At the first Ohio University Sports Sales Academy, participants are getting sales training from Jon Spoelstra, president of Mandalay Sports Entertainment Teams Division. Spoelstra also has served as president and chief operating officer of the New Jersey Nets of the NBA and senior vice president and general manager of the Portland Trail Blazers.
As president of the Nets, Spoelstra was able to dramatically increase ticket and sponsorship sales, establish the Nets all-time attendance record and increase sellouts at Meadowlands Arena from zero to 25. He also has authored several critically acclaimed books, including "Marketing Outrageously" and "Ice to Eskimos: How to Market a Product Nobody Wants."
This week's academy is a partnership between Ohio University and Mandalay, owner of seven minor league baseball teams.
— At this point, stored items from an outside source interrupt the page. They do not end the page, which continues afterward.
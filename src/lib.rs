pub mod api;
pub mod config;
pub mod core_state;
pub mod db;
pub mod models;
pub mod report;
pub mod workflow;
//! Report artifact generation and lookup.
//!
//! The engine talks to the store through a narrow trait so rendering can
//! later move off the request path without touching the workflow: status
//! only advances to `Report_Generated` once the artifact is durably
//! written.

pub mod pdf;

use std::path::{Path, PathBuf};

use thiserror::Error;

use crate::models::test_request::TestRequest;

#[derive(Error, Debug)]
pub enum ReportError {
    #[error("report rendering failed: {0}")]
    Render(String),

    #[error("report IO error: {0}")]
    Io(#[from] std::io::Error),
}

/// Renders a report artifact from a full request snapshot and returns
/// the stored file path.
pub trait ReportStore {
    fn render(
        &self,
        request: &TestRequest,
        summary: Option<&str>,
        interpretation: Option<&str>,
    ) -> Result<PathBuf, ReportError>;
}

/// PDF-on-disk store: one file per request under the reports directory.
pub struct PdfReportStore {
    reports_dir: PathBuf,
}

impl PdfReportStore {
    pub fn new(reports_dir: PathBuf) -> Self {
        Self { reports_dir }
    }
}

impl ReportStore for PdfReportStore {
    fn render(
        &self,
        request: &TestRequest,
        summary: Option<&str>,
        interpretation: Option<&str>,
    ) -> Result<PathBuf, ReportError> {
        let bytes = pdf::generate_report_pdf(request, summary, interpretation)?;
        std::fs::create_dir_all(&self.reports_dir)?;
        let path = self.reports_dir.join(format!("test-report-{}.pdf", request.id));
        std::fs::write(&path, bytes)?;
        Ok(path)
    }
}

/// Resolve a stored report path against the filesystem.
///
/// Storage locations have not been stable historically, so the stored
/// string is tried through an ordered list of candidate strategies and
/// the first existing match wins: as stored (absolute), relative to the
/// working directory, then by filename under the reports directory.
pub fn resolve_report_path(stored: &str, reports_dir: &Path) -> Option<PathBuf> {
    let stored_path = PathBuf::from(stored);

    let mut candidates = vec![stored_path.clone()];
    if stored_path.is_relative() {
        if let Ok(cwd) = std::env::current_dir() {
            candidates.push(cwd.join(&stored_path));
        }
    }
    if let Some(file_name) = stored_path.file_name() {
        candidates.push(reports_dir.join(file_name));
    }

    candidates.into_iter().find(|p| p.is_file())
}
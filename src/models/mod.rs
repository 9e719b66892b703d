pub mod directory;
pub mod enums;
pub mod notification;
pub mod test_request;

pub use directory::*;
pub use enums::*;
pub use notification::*;
pub use test_request::*;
Jim Kahler, executive director of Ohio University's Center for Sports Administration, said the idea for the academy came after brainstorming with a Mandalay executive he collaborated with in his previous role as senior vice president of sales and marketing for the NBA's Cleveland Cavaliers.
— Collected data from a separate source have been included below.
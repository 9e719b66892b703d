//! Test request lifecycle endpoints.
//!
//! Thin handlers: open a connection, hand the authenticated actor and
//! parsed input to the engine, serialize the updated request. All guard
//! and authorization logic lives in the engine.

use axum::extract::{Path, State};
use axum::http::StatusCode;
use axum::{Extension, Json};
use uuid::Uuid;

use crate::api::error::ApiError;
use crate::api::types::ApiContext;
use crate::models::directory::StaffUser;
use crate::models::test_request::TestRequest;
use crate::workflow::{
    AssignLabStaffInput, CancelInput, CollectionStatusInput, CompleteTestingInput,
    CreateTestRequest, Engine, GenerateBillInput, MarkBillPaidInput, ScheduleCollectionInput,
    SendReportInput, StartTestingInput, StatusOverrideInput,
};

/// `POST /test-requests`
pub async fn create(
    State(ctx): State<ApiContext>,
    Extension(actor): Extension<StaffUser>,
    Json(input): Json<CreateTestRequest>,
) -> Result<(StatusCode, Json<TestRequest>), ApiError> {
    let conn = ctx.core.open_db()?;
    let tr = Engine::new(&conn).create(&actor, input)?;
    Ok((StatusCode::CREATED, Json(tr)))
}

/// `GET /test-requests`
pub async fn list(
    State(ctx): State<ApiContext>,
    Extension(actor): Extension<StaffUser>,
) -> Result<Json<Vec<TestRequest>>, ApiError> {
    let conn = ctx.core.open_db()?;
    Ok(Json(Engine::new(&conn).list(&actor)?))
}

/// `GET /test-requests/:id`
pub async fn get(
    State(ctx): State<ApiContext>,
    Extension(actor): Extension<StaffUser>,
    Path(id): Path<Uuid>,
) -> Result<Json<TestRequest>, ApiError> {
    let conn = ctx.core.open_db()?;
    Ok(Json(Engine::new(&conn).get(&actor, id)?))
}

/// `PUT /test-requests/:id/billing/generate`
pub async fn generate_bill(
    State(ctx): State<ApiContext>,
    Extension(actor): Extension<StaffUser>,
    Path(id): Path<Uuid>,
    Json(input): Json<GenerateBillInput>,
) -> Result<Json<TestRequest>, ApiError> {
    let conn = ctx.core.open_db()?;
    Ok(Json(Engine::new(&conn).generate_bill(&actor, id, input)?))
}

/// `PUT /test-requests/:id/billing/paid`
///
/// The body is optional; `{"status": "payment_received"}` is accepted as
/// a synonym for `paid`.
pub async fn mark_paid(
    State(ctx): State<ApiContext>,
    Extension(actor): Extension<StaffUser>,
    Path(id): Path<Uuid>,
    input: Option<Json<MarkBillPaidInput>>,
) -> Result<Json<TestRequest>, ApiError> {
    let conn = ctx.core.open_db()?;
    let input = input.map(|Json(i)| i).unwrap_or_default();
    Ok(Json(Engine::new(&conn).mark_bill_paid(&actor, id, input)?))
}

/// `PUT /test-requests/:id/assign`
pub async fn assign(
    State(ctx): State<ApiContext>,
    Extension(actor): Extension<StaffUser>,
    Path(id): Path<Uuid>,
    Json(input): Json<AssignLabStaffInput>,
) -> Result<Json<TestRequest>, ApiError> {
    let conn = ctx.core.open_db()?;
    Ok(Json(Engine::new(&conn).assign_lab_staff(&actor, id, input)?))
}

/// `PUT /test-requests/:id/schedule-collection`
pub async fn schedule_collection(
    State(ctx): State<ApiContext>,
    Extension(actor): Extension<StaffUser>,
    Path(id): Path<Uuid>,
    Json(input): Json<ScheduleCollectionInput>,
) -> Result<Json<TestRequest>, ApiError> {
    let conn = ctx.core.open_db()?;
    Ok(Json(
        Engine::new(&conn).schedule_sample_collection(&actor, id, input)?,
    ))
}

/// `PUT /test-requests/:id/collection-status`
pub async fn collection_status(
    State(ctx): State<ApiContext>,
    Extension(actor): Extension<StaffUser>,
    Path(id): Path<Uuid>,
    Json(input): Json<CollectionStatusInput>,
) -> Result<Json<TestRequest>, ApiError> {
    let conn = ctx.core.open_db()?;
    Ok(Json(
        Engine::new(&conn).update_sample_collection_status(&actor, id, input)?,
    ))
}

/// `PUT /test-requests/:id/start-testing`
pub async fn start_testing(
    State(ctx): State<ApiContext>,
    Extension(actor): Extension<StaffUser>,
    Path(id): Path<Uuid>,
    Json(input): Json<StartTestingInput>,
) -> Result<Json<TestRequest>, ApiError> {
    let conn = ctx.core.open_db()?;
    Ok(Json(Engine::new(&conn).start_lab_testing(&actor, id, input)?))
}

/// `PUT /test-requests/:id/complete-testing`
pub async fn complete_testing(
    State(ctx): State<ApiContext>,
    Extension(actor): Extension<StaffUser>,
    Path(id): Path<Uuid>,
    Json(input): Json<CompleteTestingInput>,
) -> Result<Json<TestRequest>, ApiError> {
    let conn = ctx.core.open_db()?;
    Ok(Json(
        Engine::new(&conn).complete_lab_testing(&actor, id, input)?,
    ))
}

/// `PUT /test-requests/:id/send-report`
pub async fn send_report(
    State(ctx): State<ApiContext>,
    Extension(actor): Extension<StaffUser>,
    Path(id): Path<Uuid>,
    Json(input): Json<SendReportInput>,
) -> Result<Json<TestRequest>, ApiError> {
    let conn = ctx.core.open_db()?;
    Ok(Json(Engine::new(&conn).send_report(&actor, id, input)?))
}

/// `PUT /test-requests/:id/status` — raw status override.
pub async fn update_status(
    State(ctx): State<ApiContext>,
    Extension(actor): Extension<StaffUser>,
    Path(id): Path<Uuid>,
    Json(input): Json<StatusOverrideInput>,
) -> Result<Json<TestRequest>, ApiError> {
    let conn = ctx.core.open_db()?;
    Ok(Json(Engine::new(&conn).update_status(&actor, id, input)?))
}

/// `PUT /test-requests/:id/cancel`
pub async fn cancel(
    State(ctx): State<ApiContext>,
    Extension(actor): Extension<StaffUser>,
    Path(id): Path<Uuid>,
    Json(input): Json<CancelInput>,
) -> Result<Json<TestRequest>, ApiError> {
    let conn = ctx.core.open_db()?;
    Ok(Json(Engine::new(&conn).cancel(&actor, id, input)?))
}

/// `DELETE /test-requests/:id` — soft delete.
pub async fn delete(
    State(ctx): State<ApiContext>,
    Extension(actor): Extension<StaffUser>,
    Path(id): Path<Uuid>,
) -> Result<StatusCode, ApiError> {
    let conn = ctx.core.open_db()?;
    Engine::new(&conn).delete(&actor, id)?;
    Ok(StatusCode::NO_CONTENT)
}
"We said, 'What if we could put an academy together where we take the same sales training that we give our employees, target 30 people and at the end of the week offer 10 of them full-time jobs?'" Kahler said.
Participants include recent Ohio University grads, a handful of current juniors and three University of Cincinnati athletics department employees. Students had to compete to participate by submitting their resume and a 500-word essay.
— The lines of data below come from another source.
//! Directory lookups: doctors, patients, centers, staff users.
//!
//! Doctor identity lives in two places historically (the dedicated
//! `doctors` table and `users` rows with the doctor role). Resolution
//! checks the dedicated table first and falls back to the user
//! directory, so callers see a single contract.

use std::str::FromStr;

use rusqlite::{params, Connection, OptionalExtension};
use uuid::Uuid;

use crate::db::DatabaseError;
use crate::models::directory::{Center, Doctor, Patient, StaffUser};
use crate::models::enums::Role;

pub fn resolve_doctor(conn: &Connection, id: Uuid) -> Result<Doctor, DatabaseError> {
    let direct = conn
        .query_row(
            "SELECT id, name, specialty, center_id, is_active
             FROM doctors WHERE id = ?1 AND is_active = 1",
            params![id.to_string()],
            |row| {
                Ok((
                    row.get::<_, String>(0)?,
                    row.get::<_, String>(1)?,
                    row.get::<_, Option<String>>(2)?,
                    row.get::<_, Option<String>>(3)?,
                    row.get::<_, bool>(4)?,
                ))
            },
        )
        .optional()?;

    if let Some((id, name, specialty, center_id, is_active)) = direct {
        return Ok(Doctor {
            id: parse_uuid(&id)?,
            name,
            specialty,
            center_id: opt_uuid(center_id)?,
            is_active,
        });
    }

    // Fallback: user directory entry carrying the doctor role
    let user = get_user(conn, id)?;
    match user {
        Some(u) if u.role == Role::Doctor => Ok(Doctor {
            id: u.id,
            name: u.name,
            specialty: None,
            center_id: u.center_id,
            is_active: u.is_active,
        }),
        _ => Err(DatabaseError::NotFound {
            entity_type: "doctor".into(),
            id: id.to_string(),
        }),
    }
}

pub fn resolve_patient(conn: &Connection, id: Uuid) -> Result<Patient, DatabaseError> {
    let row = conn
        .query_row(
            "SELECT id, name, contact, center_id, is_active
             FROM patients WHERE id = ?1 AND is_active = 1",
            params![id.to_string()],
            |row| {
                Ok((
                    row.get::<_, String>(0)?,
                    row.get::<_, String>(1)?,
                    row.get::<_, Option<String>>(2)?,
                    row.get::<_, Option<String>>(3)?,
                    row.get::<_, bool>(4)?,
                ))
            },
        )
        .optional()?;

    match row {
        Some((id, name, contact, center_id, is_active)) => Ok(Patient {
            id: parse_uuid(&id)?,
            name,
            contact,
            center_id: opt_uuid(center_id)?,
            is_active,
        }),
        None => Err(DatabaseError::NotFound {
            entity_type: "patient".into(),
            id: id.to_string(),
        }),
    }
}

pub fn resolve_center(conn: &Connection, id: Uuid) -> Result<Center, DatabaseError> {
    let row = conn
        .query_row(
            "SELECT id, name, code FROM centers WHERE id = ?1",
            params![id.to_string()],
            |row| {
                Ok((
                    row.get::<_, String>(0)?,
                    row.get::<_, String>(1)?,
                    row.get::<_, String>(2)?,
                ))
            },
        )
        .optional()?;

    match row {
        Some((id, name, code)) => Ok(Center {
            id: parse_uuid(&id)?,
            name,
            code,
        }),
        None => Err(DatabaseError::NotFound {
            entity_type: "center".into(),
            id: id.to_string(),
        }),
    }
}

pub fn get_user(conn: &Connection, id: Uuid) -> Result<Option<StaffUser>, DatabaseError> {
    let row = conn
        .query_row(
            "SELECT id, name, role, center_id, is_active FROM users WHERE id = ?1",
            params![id.to_string()],
            map_user,
        )
        .optional()?;
    row.map(user_from_row).transpose()
}

/// Active users holding one of the given roles, across all centers.
pub fn users_with_roles(
    conn: &Connection,
    roles: &[Role],
) -> Result<Vec<StaffUser>, DatabaseError> {
    let mut out = Vec::new();
    let mut stmt = conn.prepare(
        "SELECT id, name, role, center_id, is_active
         FROM users WHERE role = ?1 AND is_active = 1",
    )?;
    for role in roles {
        let rows: Vec<UserRow> = stmt
            .query_map(params![role.as_str()], map_user)?
            .collect::<Result<_, _>>()?;
        for row in rows {
            out.push(user_from_row(row)?);
        }
    }
    Ok(out)
}

/// Active users with a role, restricted to one center.
pub fn users_with_role_in_center(
    conn: &Connection,
    role: Role,
    center_id: Uuid,
) -> Result<Vec<StaffUser>, DatabaseError> {
    let mut stmt = conn.prepare(
        "SELECT id, name, role, center_id, is_active
         FROM users WHERE role = ?1 AND center_id = ?2 AND is_active = 1",
    )?;
    let rows: Vec<UserRow> = stmt
        .query_map(params![role.as_str(), center_id.to_string()], map_user)?
        .collect::<Result<_, _>>()?;
    rows.into_iter().map(user_from_row).collect()
}

/// All active lab staff, across centers (assignment pool).
pub fn active_lab_staff(conn: &Connection) -> Result<Vec<StaffUser>, DatabaseError> {
    users_with_roles(conn, &[Role::LabStaff])
}

type UserRow = (String, String, String, Option<String>, bool);

fn map_user(row: &rusqlite::Row<'_>) -> Result<UserRow, rusqlite::Error> {
    Ok((
        row.get(0)?,
        row.get(1)?,
        row.get(2)?,
        row.get(3)?,
        row.get(4)?,
    ))
}

fn user_from_row(row: UserRow) -> Result<StaffUser, DatabaseError> {
    let (id, name, role, center_id, is_active) = row;
    Ok(StaffUser {
        id: parse_uuid(&id)?,
        name,
        role: Role::from_str(&role)?,
        center_id: opt_uuid(center_id)?,
        is_active,
    })
}

fn parse_uuid(s: &str) -> Result<Uuid, DatabaseError> {
    Uuid::parse_str(s).map_err(|e| DatabaseError::ConstraintViolation(e.to_string()))
}

fn opt_uuid(s: Option<String>) -> Result<Option<Uuid>, DatabaseError> {
    s.as_deref().map(parse_uuid).transpose()
}

// ─── Seeding helpers (used by tests and provisioning) ────────────────────────

pub fn insert_center(conn: &Connection, center: &Center) -> Result<(), DatabaseError> {
    conn.execute(
        "INSERT INTO centers (id, name, code) VALUES (?1, ?2, ?3)",
        params![center.id.to_string(), center.name, center.code],
    )?;
    Ok(())
}

pub fn insert_doctor(conn: &Connection, doctor: &Doctor) -> Result<(), DatabaseError> {
    conn.execute(
        "INSERT INTO doctors (id, name, specialty, center_id, is_active)
         VALUES (?1, ?2, ?3, ?4, ?5)",
        params![
            doctor.id.to_string(),
            doctor.name,
            doctor.specialty,
            doctor.center_id.map(|id| id.to_string()),
            doctor.is_active,
        ],
    )?;
    Ok(())
}

pub fn insert_patient(conn: &Connection, patient: &Patient) -> Result<(), DatabaseError> {
    conn.execute(
        "INSERT INTO patients (id, name, contact, center_id, is_active)
         VALUES (?1, ?2, ?3, ?4, ?5)",
        params![
            patient.id.to_string(),
            patient.name,
            patient.contact,
            patient.center_id.map(|id| id.to_string()),
            patient.is_active,
        ],
    )?;
    Ok(())
}

pub fn insert_user(conn: &Connection, user: &StaffUser) -> Result<(), DatabaseError> {
    conn.execute(
        "INSERT INTO users (id, name, role, center_id, is_active)
         VALUES (?1, ?2, ?3, ?4, ?5)",
        params![
            user.id.to_string(),
            user.name,
            user.role.as_str(),
            user.center_id.map(|id| id.to_string()),
            user.is_active,
        ],
    )?;
    Ok(())
}

#[cfg(test)]
mod tests {
    use super::*;
    use crate::db::open_memory_database;

    fn center(conn: &Connection) -> Center {
        let c = Center {
            id: Uuid::new_v4(),
            name: "East Clinic".into(),
            code: "EC1".into(),
        };
        insert_center(conn, &c).unwrap();
        c
    }

    #[test]
    fn doctor_resolves_from_dedicated_table() {
        let conn = open_memory_database().unwrap();
        let c = center(&conn);
        let d = Doctor {
            id: Uuid::new_v4(),
            name: "Dr. Varga".into(),
            specialty: Some("Allergy".into()),
            center_id: Some(c.id),
            is_active: true,
        };
        insert_doctor(&conn, &d).unwrap();

        let got = resolve_doctor(&conn, d.id).unwrap();
        assert_eq!(got.name, "Dr. Varga");
        assert_eq!(got.specialty.as_deref(), Some("Allergy"));
    }

    #[test]
    fn doctor_falls_back_to_user_directory() {
        let conn = open_memory_database().unwrap();
        let c = center(&conn);
        let u = StaffUser {
            id: Uuid::new_v4(),
            name: "Dr. Boateng".into(),
            role: Role::Doctor,
            center_id: Some(c.id),
            is_active: true,
        };
        insert_user(&conn, &u).unwrap();

        let got = resolve_doctor(&conn, u.id).unwrap();
        assert_eq!(got.name, "Dr. Boateng");
        assert_eq!(got.center_id, Some(c.id));
    }

    #[test]
    fn non_doctor_user_does_not_resolve_as_doctor() {
        let conn = open_memory_database().unwrap();
        let c = center(&conn);
        let u = StaffUser {
            id: Uuid::new_v4(),
            name: "Front Desk".into(),
            role: Role::Receptionist,
            center_id: Some(c.id),
            is_active: true,
        };
        insert_user(&conn, &u).unwrap();

        let err = resolve_doctor(&conn, u.id).unwrap_err();
        assert!(matches!(err, DatabaseError::NotFound { .. }));
    }

    #[test]
    fn patient_and_center_resolve_by_id() {
        let conn = open_memory_database().unwrap();
        let c = center(&conn);
        let p = Patient {
            id: Uuid::new_v4(),
            name: "M. Osei".into(),
            contact: Some("555-0102".into()),
            center_id: Some(c.id),
            is_active: true,
        };
        insert_patient(&conn, &p).unwrap();

        let got = resolve_patient(&conn, p.id).unwrap();
        assert_eq!(got.name, "M. Osei");
        assert_eq!(got.center_id, Some(c.id));

        let got = resolve_center(&conn, c.id).unwrap();
        assert_eq!(got.code, "EC1");
    }

    #[test]
    fn missing_patient_and_center_report_not_found() {
        let conn = open_memory_database().unwrap();
        let err = resolve_patient(&conn, Uuid::new_v4()).unwrap_err();
        assert!(matches!(err, DatabaseError::NotFound { .. }));
        let err = resolve_center(&conn, Uuid::new_v4()).unwrap_err();
        assert!(matches!(err, DatabaseError::NotFound { .. }));
    }

    #[test]
    fn role_queries_exclude_inactive_users() {
        let conn = open_memory_database().unwrap();
        let c = center(&conn);
        for (name, active) in [("R1", true), ("R2", true), ("R3", false)] {
            insert_user(
                &conn,
                &StaffUser {
                    id: Uuid::new_v4(),
                    name: name.into(),
                    role: Role::Receptionist,
                    center_id: Some(c.id),
                    is_active: active,
                },
            )
            .unwrap();
        }

        let active = users_with_role_in_center(&conn, Role::Receptionist, c.id).unwrap();
        assert_eq!(active.len(), 2);
    }
}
On Friday, academy participants will take part in a career fair in which 10 to 12 of the 30 participants will be offered sales positions with teams such as baseball's Cincinnati Reds, Cleveland Indians and Washington Nationals, the Cavaliers and Indiana Pacers or with the seven minor league teams owned by Mandalay. The company owns the Dayton Dragons, Frisco Roughriders, Las Vegas 51's, Erie SeaWolves, Hagerstown Suns, Staten Island Yankees and Scranton/Wilkes-Barre Yankees.
Kahler said creation of the academy is partly a response to what industry executives frequently tell him they expect from graduating students in sports administration.
"If you can teach students one thing, teach them how to sell," Kahler said he often hears.
He said the focus on sales is critically important in the sports administration industry, which lives and dies by ticket sales. In fact, the Ralph and Luci Schey Sales Centre at Ohio University, which offers sales training to students of any major, has added a sales certificate with a sports management focus.
"I think what OU has done with the Sales Centre and the sales certificate is catching the attention of a lot of sports teams," Kahler said.
Ohio University's sports administration program, one of the first and most prominent in the nation, has produced 30 college athletic directors, four commissioners of NCAA conferences, three team presidents in major professional sports and 18 senior vice presidents and vice presidents in major pro sports.